AFTER FAT NIXON’s bizarre 90-minute, nonstop rant on Tuesday night – masquerading as the American presidential debate – I considered phoning my one American-Trini Trump-supporter friend to ask whether he had finally been persuaded to abandon the fat, racist, misogynist and now fascist imbecile.
But, remembering our last exchange, after Fat Himmler (aka US AG Barr) had teargassed peaceful Americans in Washington so Fat Nixon could hold a bible upside down, I thought it might be healthier to imagine the call:
BC: You watched the madness?
Trini Trumpist: Yeah, boi! We can’t put that dotish clown in the White House, for him to bring his sick, corrupt family!
BC [happily]: So you FINALLY realise he’s an idiot and a thief!
TT: I know that long-time! You wait ’til the Senate bus’ the Burisma mark!
BC: Oh. Now I see.
TT: It was like a WWF match! His Majesty put some licks on Biden crackhead son, too! Wha’ Hunter Biden know ‘bout oil for $5m a month?
BC: But Ivanka Trump used her official US Government position to get business advantages for herself in China!
TT: That woman sweet! Man I would like to, let we say, “date” her!
BC: Your hero wants to “date” her too. His own daughter. How can you stomach that?
TT[fuming]: What a nasty, disrespectful thing to say!
BC: But is Trump who said, if she wasn’t his daughter, he would date her – a teenager at the time! AND he said that the thing they most had in common was sex!
BC: But there are videos of him saying he could grab women by the…
TT [interrupting]: Nancy Pelosi doctor that video!
BC: …and people should drink bleach to fight covid19…
TT [interrupting]: A man like you should recognise satire!
BC: …and the Proud White Boys should stand by to help him steal the election when he loses…
TT [interrupting]: He said stand BY the side and let the police do their work! Don’t twist his meaning! And he will win, once we dump the illegal mail-in ballots!
BC: Chris Wallace asked him to tell his supporters to stay calm during the election and he replied he was going to urge them to go into polling stations to prevent fraud…
TT [interrupting]: He have to do that! Democrats mailing 375 million ballots to their supporters, people voting 100 times each.
BC: The closest they’ve come to voter fraud was when TRUMP, on live television, encouraged his voters to try to vote twice.
TT: We have to test the system because it corrupt!
BC: You’re denying the evidence of your own eyes and ears and repeating the leader’s mantra blindly: lock her up, law-and-order, four legs good…

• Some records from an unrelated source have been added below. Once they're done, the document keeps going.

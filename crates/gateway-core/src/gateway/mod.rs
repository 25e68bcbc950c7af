//! Gateway facade
//!
//! The only entry point for the HTTP layer. A request is validated, routed
//! through the fallback orchestrator under the request deadline and returned
//! either as a complete result or as a frame stream.

mod builder;
mod degraded;
mod diagnostics;

#[cfg(test)]
mod tests;

pub use builder::{DEFAULT_CONNECT_TIMEOUT, GatewayBuilder};
use degraded::Degradation;
pub use diagnostics::{CacheStatistics, Diagnostics, ProviderDiagnostics, UsageStatistics};

use crate::config::GatewayConfig;
use crate::credential::{ConfigurationResolver, CredentialLookup};
use crate::error::{GatewayError, GatewayResult};
use crate::fallback::{
    Attempted, FallbackOrchestrator, FallbackReason, StreamGeneration, StructuredGeneration,
    SyncGeneration,
};
use crate::ledger::UsageLedger;
use crate::streaming::{FrameStream, FrameStreamOptions, StreamOrigin, frame_stream};
use crate::timeout::{Raced, first_of};
use crate::types::{
    ChatMessage, GenerationMode, GenerationRequest, GenerationResult, ProviderKind,
};
use chrono::Utc;
use std::fmt;
use std::sync::Arc;
use tokio_util::sync::CancellationToken;
use tracing::{Instrument, info, info_span, warn};
use uuid::Uuid;

/// What a caller receives for a generation request
pub enum GatewayResponse {
    Complete(GenerationResult),
    Stream(FrameStream),
}

impl GatewayResponse {
    pub fn is_stream(&self) -> bool {
        matches!(self, Self::Stream(_))
    }

    /// The complete result, if this is not a stream
    pub fn into_result(self) -> Option<GenerationResult> {
        match self {
            Self::Complete(result) => Some(result),
            Self::Stream(_) => None,
        }
    }

    pub fn into_stream(self) -> Option<FrameStream> {
        match self {
            Self::Complete(_) => None,
            Self::Stream(stream) => Some(stream),
        }
    }
}

impl fmt::Debug for GatewayResponse {
    fn fmt(&self, f: &mut fmt::Formatter<'_>) -> fmt::Result {
        match self {
            Self::Complete(result) => f.debug_tuple("Complete").field(result).finish(),
            Self::Stream(_) => f.write_str("Stream(..)"),
        }
    }
}

pub struct Gateway {
    config: Arc<GatewayConfig>,
    resolver: ConfigurationResolver,
    orchestrator: FallbackOrchestrator,
    ledger: Arc<UsageLedger>,
}

impl Gateway {
    pub fn builder(config: GatewayConfig) -> GatewayBuilder {
        GatewayBuilder::new(config)
    }

    pub fn config(&self) -> &GatewayConfig {
        &self.config
    }

    pub fn ledger(&self) -> &Arc<UsageLedger> {
        &self.ledger
    }

    /// Serve a generation request
    ///
    /// Only a malformed request is an error. Provider failures fall back,
    /// and a request that outlives its deadline gets a canned answer.
    pub async fn generate(&self, request: GenerationRequest) -> GatewayResult<GatewayResponse> {
        self.generate_with_cancel(request, CancellationToken::new())
            .await
    }

    /// Like [`Gateway::generate`]; firing `cancel` closes a returned stream
    pub async fn generate_with_cancel(
        &self,
        request: GenerationRequest,
        cancel: CancellationToken,
    ) -> GatewayResult<GatewayResponse> {
        request.validate()?;

        let request_id = Uuid::new_v4();
        let span = info_span!(
            "generate",
            request_id = %request_id,
            mode = %request.mode,
            requested = ?request.provider,
        );
        let messages = request.to_messages();
        let deadline = self.config.timeouts.request;

        let outcome = first_of(self.dispatch(&request, &messages, cancel.clone()), deadline)
            .instrument(span.clone())
            .await;

        match outcome {
            Raced::Completed(Ok(response)) => Ok(response),
            Raced::Completed(Err(e)) if !e.is_retryable() => Err(e),
            Raced::Completed(Err(e)) => {
                span.in_scope(|| warn!(error = %e, "no provider served the request"));
                let cause =
                    Degradation::Exhausted(FallbackReason::Error(e.error_code().to_string()));
                self.degrade(&request, &messages, cancel, cause)
                    .instrument(span)
                    .await
            }
            Raced::TimedOut(elapsed) => {
                span.in_scope(|| {
                    warn!(
                        elapsed_ms = elapsed.as_millis() as u64,
                        "request deadline reached, returning canned answer"
                    )
                });
                self.degrade(&request, &messages, cancel, Degradation::Deadline)
                    .instrument(span)
                    .await
            }
        }
    }

    async fn dispatch(
        &self,
        request: &GenerationRequest,
        messages: &[ChatMessage],
        cancel: CancellationToken,
    ) -> GatewayResult<GatewayResponse> {
        let options = &request.options;
        match request.mode {
            GenerationMode::Sync => {
                let operation = SyncGeneration { messages, options };
                let attempted = self.orchestrator.run(request.provider, &operation).await?;
                Ok(GatewayResponse::Complete(tag(attempted, |result| result)))
            }
            GenerationMode::Structured => {
                let schema = options.schema.as_ref().ok_or_else(|| {
                    GatewayError::invalid_request(
                        "structured mode requires a schema",
                        "options.schema",
                    )
                })?;
                let operation = StructuredGeneration {
                    messages,
                    schema,
                    options,
                };
                let attempted = self.orchestrator.run(request.provider, &operation).await?;
                Ok(GatewayResponse::Complete(tag(attempted, |content| {
                    let mut result = GenerationResult::new(
                        content.raw_text,
                        content.usage,
                        ProviderKind::Mock,
                    );
                    result.structured = Some(content.value);
                    result
                })))
            }
            GenerationMode::Stream => {
                let operation = StreamGeneration { messages, options };
                let attempted = self.orchestrator.run(request.provider, &operation).await?;
                let provider = attempted.provider;
                let origin = if attempted.used_fallback {
                    let reason = attempted
                        .fallback_reason
                        .as_ref()
                        .map(ToString::to_string)
                        .unwrap_or_else(|| "fallback".to_string());
                    StreamOrigin::fallback(provider, request.provider, reason)
                } else {
                    StreamOrigin::direct(provider, request.provider)
                };

                let ledger = Arc::clone(&self.ledger);
                let stream_options = self
                    .stream_options(cancel)
                    .with_usage_sink(Box::new(move |usage| {
                        ledger.record_completion(provider, &usage);
                    }));
                info!(provider = %provider, used_fallback = origin.used_fallback(), "stream opened");
                Ok(GatewayResponse::Stream(frame_stream(
                    attempted.value,
                    origin,
                    stream_options,
                )))
            }
        }
    }

    async fn degrade(
        &self,
        request: &GenerationRequest,
        messages: &[ChatMessage],
        cancel: CancellationToken,
        cause: Degradation,
    ) -> GatewayResult<GatewayResponse> {
        if request.mode == GenerationMode::Stream {
            let options = self.stream_options(cancel);
            if let Some(stream) = degraded::degraded_stream(
                request,
                messages,
                Arc::clone(&self.ledger),
                options,
                &cause,
            )
            .await
            {
                return Ok(GatewayResponse::Stream(stream));
            }
        }
        Ok(GatewayResponse::Complete(
            degraded::degraded_result(request, messages, &self.ledger, &cause).await,
        ))
    }

    fn stream_options(&self, cancel: CancellationToken) -> FrameStreamOptions {
        FrameStreamOptions::new(self.config.stream, self.config.timeouts.stream_idle)
            .with_cancel(cancel)
    }

    /// Health, usage and cost of every provider with an active configuration
    ///
    /// Mock is always listed.
    pub async fn diagnostics(&self) -> Diagnostics {
        let mut candidates = self.orchestrator.policy().order().to_vec();
        candidates.push(ProviderKind::Mock);

        let mut providers = Vec::with_capacity(candidates.len());
        for provider in candidates {
            let settings = self.config.provider(provider);
            let mut model = settings.model.clone();
            let configuration = if provider.requires_credential() {
                match self.resolver.resolve(provider).await {
                    CredentialLookup::Resolved(credential) => {
                        if let Some(configured) = &credential.model {
                            model = configured.clone();
                        }
                        Some(credential.masked_id())
                    }
                    CredentialLookup::Missing(_) => continue,
                }
            } else {
                None
            };

            let stats = self.ledger.accountant().stats(provider);
            let cache_statistics = settings.context_caching.then(|| CacheStatistics {
                prompt_tokens: stats.prompt_tokens,
                cached_tokens: stats.cached_tokens,
                cache_hit_rate: stats.cache_hit_rate(),
                cache_savings: stats.cache_savings,
            });

            providers.push(ProviderDiagnostics {
                provider,
                model,
                configuration,
                cache_statistics,
                health_status: self.orchestrator.health_status(provider),
                usage_statistics: UsageStatistics {
                    rate_limiting: self.ledger.rate_status(provider),
                    cost_analysis: self.ledger.cost_analysis(provider),
                },
            });
        }

        Diagnostics {
            generated_at: Utc::now(),
            environment: self.config.environment,
            providers,
            fallback_history: self.orchestrator.history(),
        }
    }

    /// Forget provider health and fallback history; usage lives in the ledger
    pub fn reset_health(&self) {
        self.orchestrator.reset_health();
    }
}

/// Decorate an adapter output with the routing outcome
fn tag<T>(attempted: Attempted<T>, into_result: impl FnOnce(T) -> GenerationResult) -> GenerationResult {
    let mut result = into_result(attempted.value);
    result.provider_used = attempted.provider;
    result.requested_provider = attempted.requested_provider;
    result.used_fallback = attempted.used_fallback;
    result.fallback_provider = attempted.used_fallback.then_some(attempted.provider);
    result
}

TT: You want police getting shot in squad cars?
BC: It’s not an either/or. You can see Trump is a fascist plotting dictatorship and still see you can’t “defund the police”.
TT: The Leader will lead us to build the white city on the hill, and Mexicans will pay for it! ALL lives matter!
BC[leaning back sharply]: Wait, you remember you are Indian? You know that, to Trump, you’re just another disposable African-American with good hair products? You know you paid more tax than him?
TT: You only repeating Democrat talking points!
BC: But they’re facts!
TT: Lady Kellyanne said we have alternative facts.
BC[after long pause]: You remember in CIC we were both in a breakaway religious sect and my mother had to come and pull me out of the ashram? It now hit me: you can’t see reason, you deny the evidence, you parrot lies unquestioningly… You are in a cult!
TT: I am proud to be one small part of a magnificent patriotic movement that is going to make America great again! Where we go one, we go all!
BC: You know the worst part? You’re not even in a cult of personality. You’re in cult of no firetrucking personality! Why would you turn yourself into such a fool for a nothing like him? A filthy rich, selfish, empty-headed bully! At CIC, he would have been the rich man’s son who boasted about his money to boys who didn’t have socks on!
TT [after short pause]: Boy, BC, you really drank the leftist koolaid!
[BC stares into space, then hangs up; TT rattles on alone, speaking in political tongues.]